Homework questions from Dr. LeProust:

  1. What’s the most commonly used method for oligo synthesis currently?
    Solid phase phosphoaramidite method is the most widely used method to synthesize oligonucleotides. Nucleoside phosphoramidites are used as the precursor molecules. It proceeds through 4 steps:
  1. Detritylation: dimethoxytrityl group is removed from the 5’ end of the last nucleotide attached to the support using triacetic acid, activating the -OH group.
  2. Coupling: Phosphoaramidite monomers are added along with an activator (usualy tetrazole), that protanates the phosphoaramidite. Now, the 5’ hydroxyl end of the growing chain can form a phosphite triester linkage at the 3’ phosphorous.
  3. Oxidation: The unstable phosphite triester linkage is oxidized using iodine solution form a stable phosphate triester bond.
  4. Capping: Once the required number of nucleotides have been synthesised using the above 3 steps, the unreacted 5’ ends are capped using an acetylation mix of acetic anhydride and N-methylimidazole. This is done to prevent wrong reactions in further cycles.
  1. Why is it difficult to make oligos longer than 200nt via direct synthesis?
    If oligos are synthesized using phosphoaramidite method, the yield follows the equation Y = $C^{n}$; where Y is the yield %, C is the coupling efficiency, and n is the number of couplings. A diakĂłsiamer (200mer) will have 199 couplings. This implies, even with a success rate of 99%, the yield would be $0.99^{199}$, which is around 13.5%. The rest of the sequences would be truncated at random lenghts less than 200 bps.

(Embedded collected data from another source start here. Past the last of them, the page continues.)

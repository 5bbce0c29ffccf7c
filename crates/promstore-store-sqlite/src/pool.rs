// crates/promstore-store-sqlite/src/pool.rs
// ============================================================================
// Module: SQLite Connection Pool
// Description: r2d2 connection manager applying durability pragmas.
// Purpose: Hand out pooled SQLite connections with consistent settings.
// Dependencies: r2d2, rusqlite, serde
// ============================================================================

//! ## Overview
//! Every pooled connection is opened read-write with the full-mutex flag and
//! receives the same journal, sync, and busy-timeout pragmas before use.

// ============================================================================
// SECTION: Imports
// ============================================================================

use std::path::PathBuf;
use std::time::Duration;

use rusqlite::Connection;
use rusqlite::OpenFlags;
use serde::Deserialize;

// ============================================================================
// SECTION: Pragmas
// ============================================================================

/// `SQLite` journal mode configuration.
///
/// # Invariants
/// - Values map 1:1 to `SQLite` `journal_mode` pragma settings.
#[derive(Debug, Clone, Copy, PartialEq, Eq, Deserialize, Default)]
#[serde(rename_all = "snake_case")]
pub enum SqliteJournalMode {
    /// WAL journal mode (recommended).
    #[default]
    Wal,
    /// Delete journal mode (legacy).
    Delete,
}

impl SqliteJournalMode {
    /// Returns the `SQLite` pragma value.
    #[must_use]
    pub const fn pragma_value(self) -> &'static str {
        match self {
            Self::Wal => "wal",
            Self::Delete => "delete",
        }
    }
}

/// `SQLite` sync mode configuration.
///
/// # Invariants
/// - Values map 1:1 to `SQLite` `synchronous` pragma settings.
#[derive(Debug, Clone, Copy, PartialEq, Eq, Deserialize, Default)]
#[serde(rename_all = "snake_case")]
pub enum SqliteSyncMode {
    /// Full synchronous mode (safest).
    #[default]
    Full,
    /// Normal synchronous mode (balanced).
    Normal,
}

impl SqliteSyncMode {
    /// Returns the `SQLite` pragma value.
    #[must_use]
    pub const fn pragma_value(self) -> &'static str {
        match self {
            Self::Full => "full",
            Self::Normal => "normal",
        }
    }
}

// ============================================================================
// SECTION: Connection Manager
// ============================================================================

/// Opens `SQLite` connections for the pool.
#[derive(Debug, Clone)]
pub(crate) struct SqliteConnectionManager {
    /// Database file.
    pub(crate) path: PathBuf,
    /// Journal mode pragma.
    pub(crate) journal_mode: SqliteJournalMode,
    /// Sync mode pragma.
    pub(crate) sync_mode: SqliteSyncMode,
    /// Busy timeout applied to every connection.
    pub(crate) busy_timeout: Duration,
}

impl r2d2::ManageConnection for SqliteConnectionManager {
    type Connection = Connection;
    type Error = rusqlite::Error;

    fn connect(&self) -> Result<Connection, rusqlite::Error> {
        let flags = OpenFlags::SQLITE_OPEN_READ_WRITE
            | OpenFlags::SQLITE_OPEN_CREATE
            | OpenFlags::SQLITE_OPEN_FULL_MUTEX;
        let connection = Connection::open_with_flags(&self.path, flags)?;
        connection.busy_timeout(self.busy_timeout)?;
        connection.execute_batch(&format!(
            "PRAGMA journal_mode = {}; PRAGMA synchronous = {};",
            self.journal_mode.pragma_value(),
            self.sync_mode.pragma_value()
        ))?;
        Ok(connection)
    }

    fn is_valid(&self, connection: &mut Connection) -> Result<(), rusqlite::Error> {
        connection.execute_batch("SELECT 1;")
    }

    fn has_broken(&self, _connection: &mut Connection) -> bool {
        false
    }
}
// src/verifier/mod.rs

pub mod client;
pub mod config;
pub mod keys;
pub mod model;

use crate::claims::{self, ClaimMap, ClaimValue, DecodedJwt};
use crate::error::ByuJwtError;
use client::ProviderClient;
use config::{Config, KeyMode};
use jsonwebtoken::errors::ErrorKind;
use jsonwebtoken::{decode, decode_header, Algorithm, Validation};
use keys::{KeySet, PublicKey};
use model::DiscoveryDocument;
use parking_lot::Mutex;
use std::collections::HashSet;
use std::str::FromStr;
use std::sync::Arc;
use tracing::{debug, instrument, warn};

/// Verifies BYU signed JWTs against the keys published by one provider.
///
/// Create it once per provider and reuse it: discovery documents and keys
/// are cached on the instance. Clones share the caches and the last-error slot.
#[derive(Clone)]
pub struct Verifier {
    config: Config,
    client: ProviderClient,
    last_error: Arc<Mutex<Option<Arc<ByuJwtError>>>>,
}

impl Verifier {
    /// Creates a new `Verifier` with the given configuration.
    pub fn new(config: Config) -> Self {
        let client = ProviderClient::new(&config);
        Self {
            config,
            client,
            last_error: Arc::new(Mutex::new(None)),
        }
    }

    pub fn config(&self) -> &Config {
        &self.config
    }

    /// Returns the provider's discovery document.
    ///
    /// Transport and parse failures yield `None`; the cause is available from
    /// [`Self::last_error`].
    pub async fn get_well_known(&self) -> Option<Arc<DiscoveryDocument>> {
        self.client.discovery_document().await.map_err(|e| self.record(e)).ok()
    }

    /// Returns the public key of the leading certificate of the first key-set entry.
    pub async fn get_public_key(&self) -> Option<Arc<PublicKey>> {
        self.client.primary_key().await.map_err(|e| self.record(e)).ok()
    }

    /// Returns every usable key of the provider's key set. Empty on failure.
    pub async fn get_public_keys(&self) -> Arc<KeySet> {
        match self.client.key_set().await {
            Ok(keys) => keys,
            Err(e) => {
                self.record(e);
                Arc::new(KeySet::default())
            }
        }
    }

    /// Checks whether `token` is a valid JWT from this provider.
    ///
    /// Never fails: any decode failure yields `false` and is kept for
    /// inspection through [`Self::last_error`].
    pub async fn validate_jwt(&self, token: &str) -> bool {
        match self.decode(token).await {
            Ok(_) => true,
            Err(e) => {
                self.record(e);
                false
            }
        }
    }

    /// Verifies `token` and returns its claims in structured form.
    ///
    /// The signature is tried against each candidate key in turn, accepting
    /// only algorithms the provider advertises (or the fallback list in
    /// [`KeyMode::Primary`]). A verified token must also carry an `iss` equal
    /// to the discovery document's issuer and an `exp` claim.
    ///
    /// # Errors
    ///
    /// * [`ByuJwtError::KeyUnavailable`] when no candidate key could be resolved.
    /// * [`ByuJwtError::JwtValidation`] from the last key tried, for malformed,
    ///   badly signed, expired, not-yet-valid or disallowed-algorithm tokens.
    /// * [`ByuJwtError::NoIssuer`], [`ByuJwtError::BadIssuer`] and
    ///   [`ByuJwtError::NoExpiration`] for missing or mismatched claims.
    #[instrument(skip(self, token))]
    pub async fn decode(&self, token: &str) -> Result<DecodedJwt, ByuJwtError> {
        let document = self
            .client
            .discovery_document()
            .await
            .map_err(|e| ByuJwtError::key_unavailable("no discovery document", Some(e)))?;

        let (candidates, offered) = match self.config.key_mode {
            KeyMode::KeySet => {
                let keys = self.client.key_set().await?;
                (keys, supported_algorithms(&document))
            }
            KeyMode::Primary => {
                let key = self.client.primary_key().await?;
                let keys = Arc::new(KeySet::from_keys(vec![(*key).clone()]));
                (keys, self.config.validation.fallback_algorithms.clone())
            }
        };

        // The header is only a hint for ordering; a malformed token still runs
        // through the loop so the failure comes from the decode itself.
        let kid = decode_header(token).ok().and_then(|header| header.kid);

        let mut outcome = Err(ByuJwtError::key_unavailable("no candidate keys", None));
        for key in candidates.candidates(kid.as_deref()) {
            outcome = self.try_key(token, key, &offered);
            if outcome.is_ok() {
                break;
            }
        }
        let claims = outcome?;

        check_issued_at(&claims, self.config.validation.leeway.as_secs())?;
        check_claims(&claims, &document)?;
        Ok(claims::normalize(&claims))
    }

    /// The most recent failure recorded by this verifier or its clones.
    pub fn last_error(&self) -> Option<Arc<ByuJwtError>> {
        self.last_error.lock().clone()
    }

    /// Drops cached discovery documents and keys, and the last error.
    pub fn clear_cache(&self) {
        self.client.clear();
        *self.last_error.lock() = None;
    }

    fn try_key(&self, token: &str, key: &PublicKey, offered: &[Algorithm]) -> Result<ClaimMap, ByuJwtError> {
        let accepted = key.accepted_algorithms(offered);
        let Some(first) = accepted.first().copied() else {
            debug!("Key '{}' accepts none of the offered algorithms", key.id());
            return Err(jsonwebtoken::errors::Error::from(ErrorKind::InvalidAlgorithm).into());
        };

        let mut validation = Validation::new(first);
        validation.algorithms = accepted;
        validation.leeway = self.config.validation.leeway.as_secs();
        validation.validate_exp = true;
        validation.validate_nbf = true;
        validation.validate_aud = false;
        // `iss` and `exp` presence are checked after decoding so that each
        // gets its own error.
        validation.required_spec_claims = HashSet::new();

        match decode::<ClaimMap>(token, key.decoding_key(), &validation) {
            Ok(data) => {
                debug!("Token verified with key '{}'", key.id());
                Ok(data.claims)
            }
            Err(e) => {
                debug!("Key '{}' rejected the token: {}", key.id(), e);
                Err(e.into())
            }
        }
    }

    // The only place fetch and decode failures are logged.
    fn record(&self, error: ByuJwtError) {
        warn!("{}", error);
        *self.last_error.lock() = Some(Arc::new(error));
    }
}

fn supported_algorithms(document: &DiscoveryDocument) -> Vec<Algorithm> {
    document
        .id_token_signing_alg_values_supported
        .iter()
        .filter_map(|name| match Algorithm::from_str(name) {
            Ok(alg) => Some(alg),
            Err(_) => {
                debug!("Ignoring unsupported signing algorithm '{}'", name);
                None
            }
        })
        .collect()
}

/// Rejects a token issued in the future, beyond `leeway` seconds.
fn check_issued_at(claims: &ClaimMap, leeway: u64) -> Result<(), ByuJwtError> {
    let Some(issued_at) = claims.get("iat").and_then(ClaimValue::as_i64) else {
        return Ok(());
    };
    let now = jsonwebtoken::get_current_timestamp();
    if issued_at > 0 && issued_at as u64 > now.saturating_add(leeway) {
        return Err(jsonwebtoken::errors::Error::from(ErrorKind::ImmatureSignature).into());
    }
    Ok(())
}

fn check_claims(claims: &ClaimMap, document: &DiscoveryDocument) -> Result<(), ByuJwtError> {
    let issuer = claims
        .get("iss")
        .filter(|iss| !iss.is_blank())
        .ok_or(ByuJwtError::NoIssuer)?;
    if issuer.as_str() != Some(document.issuer.as_str()) {
        return Err(ByuJwtError::BadIssuer {
            expected: document.issuer.clone(),
            actual: issuer.to_string(),
        });
    }

    // A past `exp` was already rejected by the decode; only absence is left.
    if claims.get("exp").map_or(true, ClaimValue::is_blank) {
        return Err(ByuJwtError::NoExpiration);
    }
    Ok(())
}

/// Reads the `iss` claim from a token's payload without verifying it.
///
/// Useful for routing a token to the right verifier before verification.
pub fn get_issuer(token: &str) -> Option<String> {
    let payload = decode_raw_payload(token)?;
    payload.get("iss")?.as_str().map(str::to_string)
}

fn decode_raw_payload(token: &str) -> Option<ClaimMap> {
    let payload_segment = token.split('.').nth(1)?;
    let decoded_payload_bytes = base64_url::decode(payload_segment).ok()?;
    serde_json::from_slice(&decoded_payload_bytes).ok()
}
// src/claims/value.rs

use serde::{Deserialize, Serialize};
use std::collections::BTreeMap;
use std::fmt;

/// A flat claims bag as carried in a token payload, keyed by claim name or claim URI.
pub type ClaimMap = BTreeMap<String, ClaimValue>;

/// The value of a single claim.
#[derive(Debug, Clone, PartialEq, Serialize, Deserialize)]
#[serde(untagged)]
pub enum ClaimValue {
    Null,
    Bool(bool),
    Number(serde_json::Number),
    String(String),
    List(Vec<ClaimValue>),
    Map(ClaimMap),
}

impl ClaimValue {
    pub fn as_str(&self) -> Option<&str> {
        match self {
            Self::String(s) => Some(s.as_str()),
            _ => None,
        }
    }

    pub fn as_i64(&self) -> Option<i64> {
        match self {
            Self::Number(n) => n.as_i64(),
            _ => None,
        }
    }

    /// `true` for values that carry no information: null, `false`, zero,
    /// the empty string and empty lists or maps.
    pub fn is_blank(&self) -> bool {
        match self {
            Self::Null => true,
            Self::Bool(b) => !b,
            Self::Number(n) => n.as_f64() == Some(0.0),
            Self::String(s) => s.is_empty(),
            Self::List(items) => items.is_empty(),
            Self::Map(entries) => entries.is_empty(),
        }
    }
}

impl fmt::Display for ClaimValue {
    fn fmt(&self, f: &mut fmt::Formatter<'_>) -> fmt::Result {
        match self {
            Self::String(s) => f.write_str(s),
            other => {
                let rendered = serde_json::to_string(other).map_err(|_| fmt::Error)?;
                f.write_str(&rendered)
            }
        }
    }
}

impl From<&str> for ClaimValue {
    fn from(value: &str) -> Self {
        Self::String(value.to_string())
    }
}

impl From<String> for ClaimValue {
    fn from(value: String) -> Self {
        Self::String(value)
    }
}

impl From<i64> for ClaimValue {
    fn from(value: i64) -> Self {
        Self::Number(value.into())
    }
}

#[cfg(test)]
mod tests {
    use super::*;
    use serde_json::json;

    #[test]
    fn payload_values_map_onto_the_closed_union() {
        let claims: ClaimMap = serde_json::from_value(json!({
            "iss": "https://api.byu.edu",
            "exp": 1489768173,
            "nothing": null,
            "flag": true,
            "aud": ["a", "b"],
            "nested": { "inner": "value" }
        }))
        .unwrap();

        assert_eq!(claims["iss"], ClaimValue::from("https://api.byu.edu"));
        assert_eq!(claims["exp"].as_i64(), Some(1489768173));
        assert_eq!(claims["nothing"], ClaimValue::Null);
        assert_eq!(claims["flag"], ClaimValue::Bool(true));
        assert_eq!(
            claims["aud"],
            ClaimValue::List(vec![ClaimValue::from("a"), ClaimValue::from("b")])
        );
        match &claims["nested"] {
            ClaimValue::Map(inner) => assert_eq!(inner["inner"].as_str(), Some("value")),
            other => panic!("expected a map, got {other:?}"),
        }
    }

    #[test]
    fn blank_values() {
        assert!(ClaimValue::Null.is_blank());
        assert!(ClaimValue::from("").is_blank());
        assert!(ClaimValue::from(0).is_blank());
        assert!(!ClaimValue::from(" ").is_blank());
        assert!(!ClaimValue::from(1489768173).is_blank());
    }

    #[test]
    fn display_renders_strings_bare() {
        assert_eq!(ClaimValue::from("https://api.byu.edu").to_string(), "https://api.byu.edu");
        assert_eq!(ClaimValue::from(42).to_string(), "42");
        assert_eq!(ClaimValue::Null.to_string(), "null");
    }
}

  2. Why can’t you make a 2000bp gene via direct oligo synthesis?
    Using the same equation as above, we get the yield of only 1.88 * $10^{-7}$ percent, which is as good probability as nil in order to synthesize a 2 kb gene.

Homework Questions from Professor Jacobson:

  1. Nature’s machinery for copying DNA is called polymerase. What is the error rate of polymerase? How does this compare to the length of the human genome. How does biology deal with that discrepancy?
    DNA polymerarases are accurate with upto $10^{−6}$ mutations/bp. Since human genome is around 3.2 * $10^{9}$ bp long, it would imply 3200 mutations per generation. Biology deals with this descrepancy by having a multitude of proofreading mechanisms like 3’-5’exonuclease activity in the polymerase that cleaves incorrect nucleotides, mismatch repair post replication where a protein complexes can recognize the template strand and the newly-synthesized strand due to the presence of nicks in the latter, and cleave the ‘wrong’ base pairs. Then, DNA ligase joins the correct nulceotides.

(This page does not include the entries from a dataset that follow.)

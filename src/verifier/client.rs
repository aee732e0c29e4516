// src/verifier/client.rs

use super::config::Config;
use super::keys::{KeySet, PublicKey};
use super::model::{CertificateKeySet, DiscoveryDocument, JsonWebKeySet};
use crate::error::ByuJwtError;
use moka::future::Cache;
use serde::de::DeserializeOwned;
use std::sync::Arc;
use tracing::{debug, instrument};

// One discovery host per client, so a handful of entries is plenty.
const CACHE_CAPACITY: u64 = 16;

/// Fetches and caches the discovery document and keys of one provider.
///
/// Every cache is keyed by the discovery URL and lives as long as the client.
#[derive(Clone)]
pub struct ProviderClient {
    // The client is internally ref-counted to allow for cheap cloning.
    inner: Arc<Inner>,
}

struct Inner {
    http_client: reqwest::Client,
    discovery_url: String,
    cache_enabled: bool,
    documents: Cache<String, Arc<DiscoveryDocument>>,
    primary_keys: Cache<String, Arc<PublicKey>>,
    key_sets: Cache<String, Arc<KeySet>>,
}

impl ProviderClient {
    pub fn new(config: &Config) -> Self {
        Self {
            inner: Arc::new(Inner {
                http_client: config.http_client.clone(),
                discovery_url: config.discovery_url.to_string(),
                cache_enabled: config.cache_enabled,
                documents: Cache::new(CACHE_CAPACITY),
                primary_keys: Cache::new(CACHE_CAPACITY),
                key_sets: Cache::new(CACHE_CAPACITY),
            }),
        }
    }

    pub fn discovery_url(&self) -> &str {
        &self.inner.discovery_url
    }

    /// Returns the provider's discovery document, from cache when possible.
    #[instrument(skip(self))]
    pub async fn discovery_document(&self) -> Result<Arc<DiscoveryDocument>, ByuJwtError> {
        let url = self.discovery_url();
        if let Some(document) = self.cached(&self.inner.documents).await {
            debug!("Discovery document cache hit for {}", url);
            return Ok(document);
        }

        debug!("Fetching discovery document from {}", url);
        let document: DiscoveryDocument = self
            .fetch_json(url)
            .await
            .map_err(|e| ByuJwtError::discovery_unavailable(url, e))?;

        let document = Arc::new(document);
        self.store(&self.inner.documents, document.clone()).await;
        Ok(document)
    }

    /// Resolves the leading certificate of the first key-set entry.
    #[instrument(skip(self))]
    pub async fn primary_key(&self) -> Result<Arc<PublicKey>, ByuJwtError> {
        if let Some(key) = self.cached(&self.inner.primary_keys).await {
            debug!("Primary key cache hit");
            return Ok(key);
        }

        let jwks_uri = self.jwks_uri().await?;
        let key_set: CertificateKeySet = self
            .fetch_json(&jwks_uri)
            .await
            .map_err(|e| ByuJwtError::key_unavailable(format!("key set at {jwks_uri} is unavailable"), Some(e)))?;

        let first = key_set.keys.first();
        let certificate = first
            .and_then(|key| key.x5c.first())
            .ok_or_else(|| ByuJwtError::key_unavailable("key set has no x5c certificate in its first entry", None))?;
        let id = first.and_then(|key| key.kid.clone()).unwrap_or_else(|| "0".to_string());

        let key = PublicKey::from_certificate(id, certificate)
            .map_err(|e| ByuJwtError::key_unavailable("primary certificate could not be read", Some(e)))?;

        let key = Arc::new(key);
        self.store(&self.inner.primary_keys, key.clone()).await;
        Ok(key)
    }

    /// Resolves every usable key of the key set.
    #[instrument(skip(self))]
    pub async fn key_set(&self) -> Result<Arc<KeySet>, ByuJwtError> {
        if let Some(keys) = self.cached(&self.inner.key_sets).await {
            debug!("Key set cache hit ({} keys)", keys.len());
            return Ok(keys);
        }

        let jwks_uri = self.jwks_uri().await?;
        let jwks: JsonWebKeySet = self
            .fetch_json(&jwks_uri)
            .await
            .map_err(|e| ByuJwtError::key_unavailable(format!("key set at {jwks_uri} is unavailable"), Some(e)))?;

        let keys = Arc::new(KeySet::from_jwk_entries(&jwks.keys)?);
        debug!("Resolved {} keys from {}", keys.len(), jwks_uri);
        self.store(&self.inner.key_sets, keys.clone()).await;
        Ok(keys)
    }

    /// Drops every cached document and key.
    pub fn clear(&self) {
        self.inner.documents.invalidate_all();
        self.inner.primary_keys.invalidate_all();
        self.inner.key_sets.invalidate_all();
    }

    async fn jwks_uri(&self) -> Result<String, ByuJwtError> {
        let document = self
            .discovery_document()
            .await
            .map_err(|e| ByuJwtError::key_unavailable("no discovery document", Some(e)))?;
        document
            .jwks_uri()
            .map(str::to_string)
            .ok_or_else(|| ByuJwtError::key_unavailable("discovery document has no jwks_uri", None))
    }

    /// A single GET whose body must be JSON of type `T`. Non-2xx statuses
    /// count as transport failures.
    async fn fetch_json<T: DeserializeOwned>(&self, url: &str) -> Result<T, ByuJwtError> {
        let body = self
            .inner
            .http_client
            .get(url)
            .send()
            .await?
            .error_for_status()?
            .bytes()
            .await?;
        Ok(serde_json::from_slice(&body)?)
    }

    async fn cached<V>(&self, cache: &Cache<String, Arc<V>>) -> Option<Arc<V>>
    where
        V: Send + Sync + 'static,
    {
        if !self.inner.cache_enabled {
            return None;
        }
        cache.get(&self.inner.discovery_url).await
    }

    async fn store<V>(&self, cache: &Cache<String, Arc<V>>, value: Arc<V>)
    where
        V: Send + Sync + 'static,
    {
        if self.inner.cache_enabled {
            cache.insert(self.inner.discovery_url.clone(), value).await;
        }
    }
}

  2. How many different ways are there to code (DNA nucleotide code) for an average human protein? In practice what are some of the reasons that all of these different codes don’t work to code for the protein of interest?
    Considering an average protein to be 375 amino acids long, and each amino acid requiring 3 codons, there can be $3^{375}$ DNA sequences for an average protein. But in reality, the number of translatable codon is limited by the properties of mRNA and the availability of tRNA. Certain DNA sequenes transcript into an mRNA that will have haripin loop, tendency to form dsRNA and other difficult-to-translate structures. And also, the translational machinery possesses a limited number of tRNA, which is the limiting factor for the number of amino acids that can be translated, and thus protein that can be synthesized.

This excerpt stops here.